:: RECORD EXCERPTS ::
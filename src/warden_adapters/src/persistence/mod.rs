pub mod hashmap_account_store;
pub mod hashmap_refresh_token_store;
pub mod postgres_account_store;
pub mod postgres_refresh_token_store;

:: TASK GOAL ::
I'd like the records returned exactly as they were written, please.

:: WRITTEN ANSWER ::
filename src/warden_adapters/src/persistence/mod.rs
pub mod hashmap_account_store;
pub mod hashmap_refresh_token_store;
pub mod postgres_account_store;
pub mod postgres_refresh_token_store;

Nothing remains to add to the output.